**Input data**:
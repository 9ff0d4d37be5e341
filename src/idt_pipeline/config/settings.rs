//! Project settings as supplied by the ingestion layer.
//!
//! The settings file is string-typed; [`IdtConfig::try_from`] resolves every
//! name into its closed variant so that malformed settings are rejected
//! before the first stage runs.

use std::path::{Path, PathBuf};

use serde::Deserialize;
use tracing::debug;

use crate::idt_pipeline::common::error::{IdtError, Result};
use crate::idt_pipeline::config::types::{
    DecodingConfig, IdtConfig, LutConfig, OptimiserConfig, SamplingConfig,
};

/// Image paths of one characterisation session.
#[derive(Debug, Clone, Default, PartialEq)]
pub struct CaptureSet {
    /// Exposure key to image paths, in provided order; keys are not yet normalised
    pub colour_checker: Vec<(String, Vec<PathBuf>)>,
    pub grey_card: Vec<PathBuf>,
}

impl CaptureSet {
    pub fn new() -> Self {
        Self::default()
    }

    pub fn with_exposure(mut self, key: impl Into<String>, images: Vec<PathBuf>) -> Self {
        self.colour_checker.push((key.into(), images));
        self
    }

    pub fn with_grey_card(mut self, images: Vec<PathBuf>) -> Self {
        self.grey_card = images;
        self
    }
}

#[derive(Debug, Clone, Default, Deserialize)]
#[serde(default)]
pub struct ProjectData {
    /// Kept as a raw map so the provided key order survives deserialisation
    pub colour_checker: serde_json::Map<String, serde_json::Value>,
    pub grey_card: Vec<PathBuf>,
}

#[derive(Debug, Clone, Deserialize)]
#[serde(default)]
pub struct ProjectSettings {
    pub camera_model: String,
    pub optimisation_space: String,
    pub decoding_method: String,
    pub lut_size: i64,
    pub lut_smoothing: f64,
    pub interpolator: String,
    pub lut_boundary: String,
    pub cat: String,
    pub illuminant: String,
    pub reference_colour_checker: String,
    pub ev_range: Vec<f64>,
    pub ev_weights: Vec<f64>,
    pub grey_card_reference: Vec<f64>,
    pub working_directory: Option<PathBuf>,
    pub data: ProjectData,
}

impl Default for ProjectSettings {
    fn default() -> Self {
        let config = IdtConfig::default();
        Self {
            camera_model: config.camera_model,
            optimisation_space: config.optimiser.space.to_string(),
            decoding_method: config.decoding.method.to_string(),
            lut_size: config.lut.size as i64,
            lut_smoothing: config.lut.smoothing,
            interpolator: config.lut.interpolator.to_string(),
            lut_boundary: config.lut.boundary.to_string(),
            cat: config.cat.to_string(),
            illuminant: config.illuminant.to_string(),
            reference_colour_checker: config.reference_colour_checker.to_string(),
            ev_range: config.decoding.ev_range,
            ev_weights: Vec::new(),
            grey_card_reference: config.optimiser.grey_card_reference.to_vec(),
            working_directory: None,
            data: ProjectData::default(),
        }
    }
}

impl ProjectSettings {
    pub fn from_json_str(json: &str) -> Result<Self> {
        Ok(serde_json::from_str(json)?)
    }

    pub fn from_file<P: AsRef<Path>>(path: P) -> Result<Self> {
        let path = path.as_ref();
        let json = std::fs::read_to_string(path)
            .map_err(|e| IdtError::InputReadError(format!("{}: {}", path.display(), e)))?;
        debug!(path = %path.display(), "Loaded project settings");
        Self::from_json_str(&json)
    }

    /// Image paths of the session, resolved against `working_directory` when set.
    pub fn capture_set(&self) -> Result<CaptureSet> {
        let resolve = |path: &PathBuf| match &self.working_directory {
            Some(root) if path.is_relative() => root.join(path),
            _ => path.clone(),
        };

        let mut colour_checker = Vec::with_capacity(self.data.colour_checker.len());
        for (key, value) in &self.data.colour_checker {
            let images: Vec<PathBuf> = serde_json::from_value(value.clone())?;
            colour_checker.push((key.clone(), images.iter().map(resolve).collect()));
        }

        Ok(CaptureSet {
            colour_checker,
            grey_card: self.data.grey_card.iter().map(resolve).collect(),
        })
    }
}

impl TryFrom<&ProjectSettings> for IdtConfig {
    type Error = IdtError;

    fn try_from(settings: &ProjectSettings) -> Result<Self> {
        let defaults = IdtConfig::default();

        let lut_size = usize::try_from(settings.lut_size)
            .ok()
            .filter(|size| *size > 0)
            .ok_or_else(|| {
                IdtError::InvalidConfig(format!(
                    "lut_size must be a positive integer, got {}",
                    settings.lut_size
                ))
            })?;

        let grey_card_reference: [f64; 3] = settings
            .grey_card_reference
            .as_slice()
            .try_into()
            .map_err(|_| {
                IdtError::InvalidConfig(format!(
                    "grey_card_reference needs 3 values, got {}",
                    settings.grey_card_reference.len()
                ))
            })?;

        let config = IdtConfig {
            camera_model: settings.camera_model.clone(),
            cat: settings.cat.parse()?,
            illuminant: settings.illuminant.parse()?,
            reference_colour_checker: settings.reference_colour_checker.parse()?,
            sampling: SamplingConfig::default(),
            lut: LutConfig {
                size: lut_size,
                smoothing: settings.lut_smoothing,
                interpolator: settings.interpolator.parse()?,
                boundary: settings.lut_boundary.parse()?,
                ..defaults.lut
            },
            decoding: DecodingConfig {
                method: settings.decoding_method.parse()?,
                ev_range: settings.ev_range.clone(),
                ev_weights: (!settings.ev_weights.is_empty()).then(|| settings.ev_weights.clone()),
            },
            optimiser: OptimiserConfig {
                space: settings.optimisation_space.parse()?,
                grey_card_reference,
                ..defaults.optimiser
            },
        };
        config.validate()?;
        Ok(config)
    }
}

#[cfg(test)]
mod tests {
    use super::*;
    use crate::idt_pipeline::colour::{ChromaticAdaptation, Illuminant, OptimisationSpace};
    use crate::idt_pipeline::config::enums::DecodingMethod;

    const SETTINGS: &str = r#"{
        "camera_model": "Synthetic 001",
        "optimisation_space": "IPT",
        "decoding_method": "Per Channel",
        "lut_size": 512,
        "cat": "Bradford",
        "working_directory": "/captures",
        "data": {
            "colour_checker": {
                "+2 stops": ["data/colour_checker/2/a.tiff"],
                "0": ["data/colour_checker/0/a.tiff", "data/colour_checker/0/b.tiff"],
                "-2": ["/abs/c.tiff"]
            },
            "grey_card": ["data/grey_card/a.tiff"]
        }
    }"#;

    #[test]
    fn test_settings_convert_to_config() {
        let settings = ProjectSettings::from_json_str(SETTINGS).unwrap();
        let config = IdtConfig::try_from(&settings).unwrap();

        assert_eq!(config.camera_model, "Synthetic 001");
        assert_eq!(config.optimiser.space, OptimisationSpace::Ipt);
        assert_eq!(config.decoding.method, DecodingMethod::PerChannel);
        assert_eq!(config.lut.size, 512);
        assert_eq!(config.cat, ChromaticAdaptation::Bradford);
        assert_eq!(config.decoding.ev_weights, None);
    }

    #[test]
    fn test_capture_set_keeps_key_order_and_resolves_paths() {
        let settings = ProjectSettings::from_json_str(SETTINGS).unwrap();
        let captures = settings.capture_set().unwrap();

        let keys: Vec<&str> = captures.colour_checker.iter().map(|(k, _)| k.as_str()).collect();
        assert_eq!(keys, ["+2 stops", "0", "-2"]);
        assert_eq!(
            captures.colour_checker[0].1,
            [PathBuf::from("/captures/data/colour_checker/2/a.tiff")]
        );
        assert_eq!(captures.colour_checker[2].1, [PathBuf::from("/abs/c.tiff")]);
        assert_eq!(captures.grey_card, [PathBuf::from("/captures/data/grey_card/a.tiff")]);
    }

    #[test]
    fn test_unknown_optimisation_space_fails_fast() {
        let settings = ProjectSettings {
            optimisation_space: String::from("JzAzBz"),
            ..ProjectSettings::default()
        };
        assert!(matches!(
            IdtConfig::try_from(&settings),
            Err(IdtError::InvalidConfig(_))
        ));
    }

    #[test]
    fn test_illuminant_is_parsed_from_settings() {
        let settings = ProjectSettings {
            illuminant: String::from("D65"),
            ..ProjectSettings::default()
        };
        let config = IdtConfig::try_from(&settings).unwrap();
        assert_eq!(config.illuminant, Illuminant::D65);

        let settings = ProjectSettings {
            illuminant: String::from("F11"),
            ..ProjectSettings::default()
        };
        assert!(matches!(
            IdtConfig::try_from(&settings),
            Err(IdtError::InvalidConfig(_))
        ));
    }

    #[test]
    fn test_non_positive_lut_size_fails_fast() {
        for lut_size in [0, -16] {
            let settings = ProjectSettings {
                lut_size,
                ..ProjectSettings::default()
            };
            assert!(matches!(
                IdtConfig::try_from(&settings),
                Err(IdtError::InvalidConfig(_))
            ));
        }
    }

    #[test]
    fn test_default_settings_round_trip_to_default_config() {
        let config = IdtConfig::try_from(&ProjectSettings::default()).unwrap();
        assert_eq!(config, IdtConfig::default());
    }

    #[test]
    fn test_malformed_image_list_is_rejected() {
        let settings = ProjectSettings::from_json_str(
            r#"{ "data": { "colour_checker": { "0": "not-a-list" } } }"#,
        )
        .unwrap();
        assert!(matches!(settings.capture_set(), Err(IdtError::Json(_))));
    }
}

**What this task involves**: Search the records for the word "ProjectData", then list every line that has it.

**Written response**:
pub struct ProjectData {
    pub data: ProjectData,
            data: ProjectData::default(),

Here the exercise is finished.